**Exercise instructions**: Your answer should repeat every line of the records below in which the word "iter" appears.

**Source material**:
______
//! ipctree variant layer: the values that cross the native/wire boundary.
//!
//! This layer knows nothing about nodes, interfaces, or transports. It provides:
//! - `Variant`: a closed dynamic value (integers, double, byte, bool, strings,
//!   object references, and recursive vector/tuple/map containers)
//! - `VariantType`: the shape of a `Variant`, needed when a container is empty
//! - `WireConvert`: the per-type conversion between native Rust values and
//!   `Variant`, plus the type descriptor for that native type
//! - `WireTuple`: positional argument packs (native tuples) for calls and signals
//!
//! # Example
//!
//! ```rust
//! use ipctree_variant::{from_variant, make_variant_type, to_variant, Variant, VariantType};
//!
//! let v = to_variant(&vec![1i32, 2, 3]);
//! assert_eq!(from_variant::<Vec<i32>>(&v).unwrap(), vec![1, 2, 3]);
//!
//! // Decoding never coerces between integer widths.
//! assert!(from_variant::<Vec<i64>>(&v).is_err());
//!
//! assert_eq!(make_variant_type::<Vec<i32>>().signature().unwrap(), "ai");
//! assert_ne!(make_variant_type::<Vec<i32>>(), make_variant_type::<(i32,)>());
//! # let _ = (Variant::Bool(true), VariantType::Bool);
//! ```

mod convert;
mod error;
mod object;
mod types;
mod value;

pub use convert::{from_variant, make_variant_type, to_variant, WireConvert, WireTuple};
pub use error::VariantError;
pub use object::{ObjectRef, WeakObjectRef};
pub use types::VariantType;
pub use value::{ObjectPath, Signature, Variant, VariantMap, VariantTuple};
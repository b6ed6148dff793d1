//! Error types for the variant layer.

use thiserror::Error;

use crate::types::VariantType;
use crate::value::Variant;

/// Errors raised while decoding variants or handling type descriptors.
///
/// Decoding is strict: the stored alternative must be exactly the one the
/// native type maps to. There is no numeric widening or narrowing.
#[derive(Debug, Clone, PartialEq, Error)]
pub enum VariantError {
    /// The variant holds a different alternative than the one requested.
    #[error("type mismatch: expected {expected}, found {found}")]
    TypeMismatch {
        expected: VariantType,
        found: &'static str,
    },

    /// A positional pack has the wrong number of elements.
    #[error("arity mismatch: expected {expected} values, found {found}")]
    ArityMismatch { expected: usize, found: usize },

    /// A signature string could not be parsed.
    #[error("invalid signature '{signature}': {message}")]
    InvalidSignature { signature: String, message: String },

    /// The invalid sentinel type was used where a real type is required.
    #[error("invalid variant type")]
    InvalidType,
}

impl VariantError {
    /// Build a `TypeMismatch` for a variant that failed to decode.
    pub fn mismatch(expected: VariantType, found: &Variant) -> Self {
        VariantError::TypeMismatch {
            expected,
            found: found.type_name(),
        }
    }

    pub(crate) fn signature(signature: &str, message: impl Into<String>) -> Self {
        VariantError::InvalidSignature {
            signature: signature.to_string(),
            message: message.into(),
        }
    }
}

#[cfg(test)]
mod tests {
    use super::*;

    #[test]
    fn mismatch_names_both_sides() {
        let e = VariantError::mismatch(VariantType::Int32, &Variant::Int16(3));
        let display = e.to_string();
        assert!(display.contains("expected i"));
        assert!(display.contains("found int16"));
    }

    #[test]
    fn mismatch_with_invalid_expected() {
        let e = VariantError::mismatch(VariantType::Invalid, &Variant::Bool(true));
        assert!(e.to_string().contains("<invalid>"));
    }

    #[test]
    fn arity_display() {
        let e = VariantError::ArityMismatch {
            expected: 2,
            found: 3,
        };
        assert_eq!(e.to_string(), "arity mismatch: expected 2 values, found 3");
    }

    #[test]
    fn signature_display() {
        let e = VariantError::signature("a{", "unterminated map");
        let display = e.to_string();
        assert!(display.contains("a{"));
        assert!(display.contains("unterminated map"));
    }
}
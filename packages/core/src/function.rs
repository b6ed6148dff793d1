//! Type-erased native callables.
//!
//! A [`Function`] is built once from a native closure. The argument and return
//! descriptors are derived from the closure's signature at that point, and the
//! decode/call/encode steps are captured in one boxed invoker. Every call then
//! goes through the same tuple-in/tuple-out shape regardless of the original
//! arity.

use std::collections::{BTreeMap, HashMap};
use std::fmt;
use std::hash::Hash;
use std::sync::{Arc, Weak};

use ipctree_variant::{
    ObjectPath, ObjectRef, Signature, Variant, VariantTuple, VariantType, WireConvert, WireTuple,
};

use crate::error::{Error, Result};

type Invoker = dyn Fn(&[Variant]) -> Result<VariantTuple> + Send + Sync;

/// A native return value, split into positional results.
///
/// `()` produces no results, a single wire type produces one, and a native
/// tuple produces one result per field. A `Result<R, E>` produces the results
/// of `R` or fails with [`Error::Callable`].
pub trait WireReturn {
    /// Declared types of the results, in order.
    fn return_types() -> Vec<VariantType>;

    /// Encode into the return tuple.
    fn into_returns(self) -> Result<VariantTuple>;
}

impl WireReturn for () {
    fn return_types() -> Vec<VariantType> {
        Vec::new()
    }

    fn into_returns(self) -> Result<VariantTuple> {
        Ok(Vec::new())
    }
}

macro_rules! single_return {
    ($($ty:ty),* $(,)?) => {
        $(
            impl WireReturn for $ty {
                fn return_types() -> Vec<VariantType> {
                    vec![<$ty as WireConvert>::variant_type()]
                }

                fn into_returns(self) -> Result<VariantTuple> {
                    Ok(vec![self.to_variant()])
                }
            }
        )*
    };
}

single_return!(i16, u16, i32, u32, i64, u64, f64, u8, bool, String, ObjectPath, Signature, ObjectRef);

impl<T: WireConvert> WireReturn for Vec<T> {
    fn return_types() -> Vec<VariantType> {
        vec![Self::variant_type()]
    }

    fn into_returns(self) -> Result<VariantTuple> {
        Ok(vec![self.to_variant()])
    }
}

impl<K: WireConvert + Ord, V: WireConvert> WireReturn for BTreeMap<K, V> {
    fn return_types() -> Vec<VariantType> {
        vec![Self::variant_type()]
    }

    fn into_returns(self) -> Result<VariantTuple> {
        Ok(vec![self.to_variant()])
    }
}

impl<K: WireConvert + Eq + Hash, V: WireConvert> WireReturn for HashMap<K, V> {
    fn return_types() -> Vec<VariantType> {
        vec![Self::variant_type()]
    }

    fn into_returns(self) -> Result<VariantTuple> {
        Ok(vec![self.to_variant()])
    }
}

macro_rules! tuple_return {
    ($($name:ident),+) => {
        impl<$($name: WireConvert),+> WireReturn for ($($name,)+) {
            fn return_types() -> Vec<VariantType> {
                <Self as WireTuple>::variant_types()
            }

            fn into_returns(self) -> Result<VariantTuple> {
                Ok(self.to_variants())
            }
        }
    };
}

tuple_return!(A);
tuple_return!(A, B);
tuple_return!(A, B, C);
tuple_return!(A, B, C, D);
tuple_return!(A, B, C, D, E);
tuple_return!(A, B, C, D, E, F);
tuple_return!(A, B, C, D, E, F, G);
tuple_return!(A, B, C, D, E, F, G, H);

impl<R, E> WireReturn for std::result::Result<R, E>
where
    R: WireReturn,
    E: Into<Box<dyn std::error::Error + Send + Sync>>,
{
    fn return_types() -> Vec<VariantType> {
        R::return_types()
    }

    fn into_returns(self) -> Result<VariantTuple> {
        match self {
            Ok(value) => value.into_returns(),
            Err(e) => Err(Error::Callable(e.into())),
        }
    }
}

/// A free-standing native callable taking the argument pack `Args`.
pub trait Callable<Args>: Send + Sync + 'static {
    type Output: WireReturn;

    fn invoke(&self, args: Args) -> Self::Output;
}

/// A native callable taking a target `&T` followed by the argument pack `Args`.
pub trait Method<T, Args>: Send + Sync + 'static {
    type Output: WireReturn;

    fn invoke(&self, target: &T, args: Args) -> Self::Output;
}

macro_rules! callable {
    ($($arg:ident),*) => {
        impl<Func, R, $($arg,)*> Callable<($($arg,)*)> for Func
        where
            Func: Fn($($arg),*) -> R + Send + Sync + 'static,
            R: WireReturn,
        {
            type Output = R;

            #[allow(non_snake_case)]
            fn invoke(&self, ($($arg,)*): ($($arg,)*)) -> R {
                (self)($($arg),*)
            }
        }

        impl<Func, T, R, $($arg,)*> Method<T, ($($arg,)*)> for Func
        where
            Func: Fn(&T, $($arg),*) -> R + Send + Sync + 'static,
            R: WireReturn,
        {
            type Output = R;

            #[allow(non_snake_case)]
            fn invoke(&self, target: &T, ($($arg,)*): ($($arg,)*)) -> R {
                (self)(target, $($arg),*)
            }
        }
    };
}

callable!();
callable!(A);
callable!(A, B);
callable!(A, B, C);
callable!(A, B, C, D);
callable!(A, B, C, D, E);
callable!(A, B, C, D, E, F);
callable!(A, B, C, D, E, F, G);
callable!(A, B, C, D, E, F, G, H);

/// A native callable erased to `&[Variant] -> Vec<Variant>`.
///
/// The argument and return descriptors are fixed at construction. A call
/// checks arity, then decodes every argument, and only then runs the native
/// callable, so a malformed call has no side effects.
#[derive(Clone)]
pub struct Function {
    arg_names: Vec<String>,
    arg_types: Vec<VariantType>,
    return_names: Vec<String>,
    return_types: Vec<VariantType>,
    invoke: Arc<Invoker>,
}

impl Function {
    /// Wrap a closure.
    ///
    /// # Panics
    ///
    /// Panics if the number of names does not match the closure's arity or
    /// its number of results.
    pub fn new<F, Args>(f: F, arg_names: &[&str], return_names: &[&str]) -> Self
    where
        F: Callable<Args>,
        Args: WireTuple,
    {
        let invoke = move |args: &[Variant]| -> Result<VariantTuple> {
            let args = Args::from_variants(args)?;
            f.invoke(args).into_returns()
        };

        Self::from_parts(
            arg_names,
            Args::variant_types(),
            return_names,
            <F::Output as WireReturn>::return_types(),
            Arc::new(invoke),
        )
    }

    /// Wrap a method over a weakly held target.
    ///
    /// Fails with `NullTarget` if the target is already gone. If the target
    /// dies later, calls fail with `NullTarget` after their arguments decode.
    pub fn method<T, F, Args>(
        target: &Weak<T>,
        f: F,
        arg_names: &[&str],
        return_names: &[&str],
    ) -> Result<Self>
    where
        T: Send + Sync + 'static,
        F: Method<T, Args>,
        Args: WireTuple,
    {
        if target.strong_count() == 0 {
            return Err(Error::NullTarget("method target has been dropped".to_string()));
        }

        let target = target.clone();
        let invoke = move |args: &[Variant]| -> Result<VariantTuple> {
            let args = Args::from_variants(args)?;
            let target = target
                .upgrade()
                .ok_or_else(|| Error::NullTarget("method target has been dropped".to_string()))?;
            f.invoke(&target, args).into_returns()
        };

        Ok(Self::from_parts(
            arg_names,
            Args::variant_types(),
            return_names,
            <F::Output as WireReturn>::return_types(),
            Arc::new(invoke),
        ))
    }

    fn from_parts(
        arg_names: &[&str],
        arg_types: Vec<VariantType>,
        return_names: &[&str],
        return_types: Vec<VariantType>,
        invoke: Arc<Invoker>,
    ) -> Self {
        assert_eq!(
            arg_names.len(),
            arg_types.len(),
            "function declares {} argument names for {} arguments",
            arg_names.len(),
            arg_types.len()
        );
        assert_eq!(
            return_names.len(),
            return_types.len(),
            "function declares {} return names for {} results",
            return_names.len(),
            return_types.len()
        );

        Self {
            arg_names: arg_names.iter().map(|s| s.to_string()).collect(),
            arg_types,
            return_names: return_names.iter().map(|s| s.to_string()).collect(),
            return_types,
            invoke,
        }
    }

    /// Invoke with a positional argument tuple.
    pub fn call(&self, args: &[Variant]) -> Result<VariantTuple> {
        (self.invoke)(args)
    }

    pub fn arg_names(&self) -> &[String] {
        &self.arg_names
    }

    pub fn arg_types(&self) -> &[VariantType] {
        &self.arg_types
    }

    pub fn return_names(&self) -> &[String] {
        &self.return_names
    }

    pub fn return_types(&self) -> &[VariantType] {
        &self.return_types
    }

    /// The argument tuple type.
    pub fn args_type(&self) -> VariantType {
        VariantType::tuple(self.arg_types.clone())
    }

    /// The return tuple type.
    pub fn returns_type(&self) -> VariantType {
        VariantType::tuple(self.return_types.clone())
    }
}

impl fmt::Debug for Function {
    fn fmt(&self, f: &mut fmt::Formatter<'_>) -> fmt::Result {
        f.debug_struct("Function")
            .field("args", &self.args_type().to_string())
            .field("returns", &self.returns_type().to_string())
            .finish()
    }
}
______
**The completed task**:
            arg_names: arg_names.iter().map(|s| s.to_string()).collect(),
            return_names: return_names.iter().map(|s| s.to_string()).collect(),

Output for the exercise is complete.